Legislature's committee system 'dysfunctional'
By Leslie Miller

BOSTON - Several years ago, Sen. Richard Moore filed a bill to establish a center to find ways to reduce fatal medical mistakes after Boston Globe columnist Betsy Lehman died from an accidental overdose while in the hospital receiving chemotherapy.

Lawmakers in New York and Florida heard about the Uxbridge Democrat's idea and passed laws establishing patient safety centers in their own states. Meanwhile, the bill languished in Massachusetts until this year when Moore was finally able to establish the Betsy Lehman Center for Patient Safety. Although he's co-chairman of the Health Care Committee, he had to go through back channels - by attaching the bill to this year's budget.

"It's really pathetic in terms of what they don't do," said Richard Hogarty, senior fellow at the McCormack Institute of Public Affairs at the University of Massachusetts in Boston. "The current system as we see it has made a mockery of the committee system."

It's no coincidence that committees have become ineffective during a legislative year that has proven to be one of the least productive in more than a century. Nearly half, or 18, of the Legislature's 42 committees didn't report out a single bill that became law this year. Members of the two Ways and Means committees responsible for all the significant legislation merely rubber stamped the work of their chairman.

One quarter of the 204 bills that did pass were minor local issues like liquor licenses and land takings that went through the Joint Committee on Local Affairs and the House Steering Committee.

A bill to make sure the state is prepared for a bioterrorism attack went nowhere during a year when 3,000 suspected anthrax samples were sent to the state laboratory within a few weeks.

The only law that made it through the Education Committee was an adjustment to a vocational school's spending limit.

A bill to require insurance companies to pay for contraceptives has been stalled in the House Ways and Means Committee for two months, though it passed the Senate and 92 of 160 House members have gone on record saying they support it.

There's a simple remedy, said Charles Rasmussen, spokesman for House Speaker Thomas Finneran: the 92 members can vote to discharge the bill from committee.

"Ninety-two people signed off on it - so make the motion," Rasmussen said. "That's what it's for."

Lawmakers "work very hard on bills and they don't come out," said Rep.

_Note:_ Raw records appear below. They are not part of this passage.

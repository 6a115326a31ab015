use async_trait::async_trait;
use serde_json::Value;
use std::time::Duration;

use crate::domain::errors::CacheResult;

/// Build the tier-2 key for `key` inside `namespace`.
///
/// Implementations of [`SharedCache`] store entries under this key so that
/// `invalidate_pattern(&namespace_pattern(namespace))` reaches the whole
/// namespace.
pub fn qualified_key(namespace: &str, key: &str) -> String {
    format!("{namespace}:{key}")
}

/// Glob matching every qualified key of `namespace`.
///
/// Glob metacharacters inside the namespace are backslash-escaped, so
/// `"team?"` only reaches keys under the literal `team?` namespace.
pub fn namespace_pattern(namespace: &str) -> String {
    let mut pattern = String::with_capacity(namespace.len() + 2);
    for ch in namespace.chars() {
        if matches!(ch, '*' | '?' | '[' | ']' | '\\') {
            pattern.push('\\');
        }
        pattern.push(ch);
    }
    pattern.push_str(":*");
    pattern
}

/// Shared (tier 2) cache used behind the local LRU tier.
#[async_trait]
pub trait SharedCache: Send + Sync {
    /// Fetch a value.
    async fn get(&self, key: &str, namespace: &str) -> CacheResult<Option<Value>>;

    /// Store a value. `None` keeps the entry until evicted or deleted.
    async fn set(
        &self,
        key: &str,
        value: Value,
        ttl: Option<Duration>,
        namespace: &str,
    ) -> CacheResult<()>;

    /// Remove a value, returning whether it existed.
    async fn delete(&self, key: &str, namespace: &str) -> CacheResult<bool>;

    /// Remove every entry whose qualified key matches the glob `pattern`
    /// (`*` matches any run of characters, `?` a single character, and `\`
    /// makes the next character literal).
    async fn invalidate_pattern(&self, pattern: &str) -> CacheResult<u64>;

    /// Remove every entry.
    async fn flush_all(&self) -> CacheResult<u64>;
}

#[cfg(test)]
mod tests {
    use super::*;

    #[test]
    fn test_namespace_pattern_escapes_metacharacters() {
        assert_eq!(namespace_pattern("sla"), "sla:*");
        assert_eq!(namespace_pattern("team?"), "team\\?:*");
        assert_eq!(namespace_pattern("a*[b]\\"), "a\\*\\[b\\]\\\\:*");
    }
}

Daniel Bosley, a North Adams Democrat who co-chairs the Government Regulations Committee. "Sometimes you work on bills for years before they come up."

Bosley said changing the rules won't help. The Legislature's culture needs to change, he said.

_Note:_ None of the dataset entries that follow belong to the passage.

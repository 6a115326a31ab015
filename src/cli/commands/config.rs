//! Implementation of the `opsguard config` commands.

use anyhow::Result;
use std::path::Path;

use crate::cli::output::{output, CommandOutput};
use crate::cli::types::{ConfigArgs, ConfigCommands};
use crate::domain::models::Config;
use crate::infrastructure::config::ConfigLoader;

/// Load configuration from `path`, or from `.opsguard/` and the environment.
pub fn load_config(path: Option<&Path>) -> Result<Config> {
    match path {
        Some(path) => ConfigLoader::load_from_file(path),
        None => ConfigLoader::load(),
    }
}

#[derive(Debug, serde::Serialize)]
pub struct ConfigShowOutput {
    pub source: String,
    pub config: Config,
}

impl CommandOutput for ConfigShowOutput {
    fn to_human(&self) -> String {
        let yaml = serde_yaml::to_string(&self.config).unwrap_or_default();
        format!("# source: {}\n{}", self.source, yaml.trim_end())
    }

    fn to_json(&self) -> serde_json::Value {
        serde_json::to_value(self).unwrap_or_default()
    }
}

#[derive(Debug, serde::Serialize)]
pub struct ConfigValidateOutput {
    pub valid: bool,
    pub source: String,
}

impl CommandOutput for ConfigValidateOutput {
    fn to_human(&self) -> String {
        format!("Configuration OK ({})", self.source)
    }

    fn to_json(&self) -> serde_json::Value {
        serde_json::to_value(self).unwrap_or_default()
    }
}

fn describe_source(path: Option<&Path>) -> String {
    path.map_or_else(
        || ".opsguard/ + OPSGUARD_* environment".to_string(),
        |p| p.display().to_string(),
    )
}

pub async fn execute(
    args: ConfigArgs,
    config: Config,
    config_path: Option<&Path>,
    json_mode: bool,
) -> Result<()> {
    let source = describe_source(config_path);

    match args.command {
        ConfigCommands::Show => output(&ConfigShowOutput { source, config }, json_mode),
        ConfigCommands::Validate => output(
            &ConfigValidateOutput {
                valid: true,
                source,
            },
            json_mode,
        ),
    }
    Ok(())
}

"We need to get people more engaged up and down the line," he said.

One reason bills get bottled up in committee seems to be biennial sessions, the result of a rules change in 1996 that allows legislation to be carried into the next year. The Legislature meets all year for the first year and half a year in the second.

"The big problem with the two-year sessions is instead of procrastinating all year and dealing with it (legislation) in December, we procrastinate for a year and a half and deal with it in July," Moore said.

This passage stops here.